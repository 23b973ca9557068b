use weft_access::{AccessGrant, AccessType};
use weft_jobs::JobHandle;

/// A stream handle paired with the access grant that makes it valid.
///
/// Schedule the work that uses [`handle`](Self::handle) behind
/// [`dependency`](Self::dependency), then [`release`](Self::release) the
/// lease with that work's handle.
#[derive(Debug)]
pub struct StreamLease<H> {
    handle: H,
    grant: AccessGrant,
}

impl<H> StreamLease<H> {
    pub(crate) fn new(handle: H, grant: AccessGrant) -> Self {
        Self { handle, grant }
    }

    pub fn handle(&self) -> &H {
        &self.handle
    }

    pub fn access(&self) -> AccessType {
        self.grant.access()
    }

    pub fn dependency(&self) -> &JobHandle {
        self.grant.dependency()
    }

    pub fn release(self, token: &JobHandle) {
        self.grant.release(token);
    }

    /// Split into the handle and the grant, for callers that manage them
    /// separately.
    pub fn into_parts(self) -> (H, AccessGrant) {
        (self.handle, self.grant)
    }
}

• • • • • • •

■ **What needs to be done**
Your task is to transcribe all of the entries word for word.

■ **Result of the exercise**
repository 23b973ca9557068b
use weft_access::{AccessGrant, AccessType};
use weft_jobs::JobHandle;

/// A stream handle paired with the access grant that makes it valid.
///
/// Schedule the work that uses [`handle`](Self::handle) behind
/// [`dependency`](Self::dependency), then [`release`](Self::release) the
/// lease with that work's handle.
#[derive(Debug)]
pub struct StreamLease<H> {
    handle: H,
    grant: AccessGrant,
}

impl<H> StreamLease<H> {
    pub(crate) fn new(handle: H, grant: AccessGrant) -> Self {
        Self { handle, grant }
    }

    pub fn handle(&self) -> &H {
        &self.handle
    }

    pub fn access(&self) -> AccessType {
        self.grant.access()
    }

    pub fn dependency(&self) -> &JobHandle {
        self.grant.dependency()
    }

    pub fn release(self, token: &JobHandle) {
        self.grant.release(token);
    }

    /// Split into the handle and the grant, for callers that manage them
    /// separately.
    pub fn into_parts(self) -> (H, AccessGrant) {
        (self.handle, self.grant)
    }
}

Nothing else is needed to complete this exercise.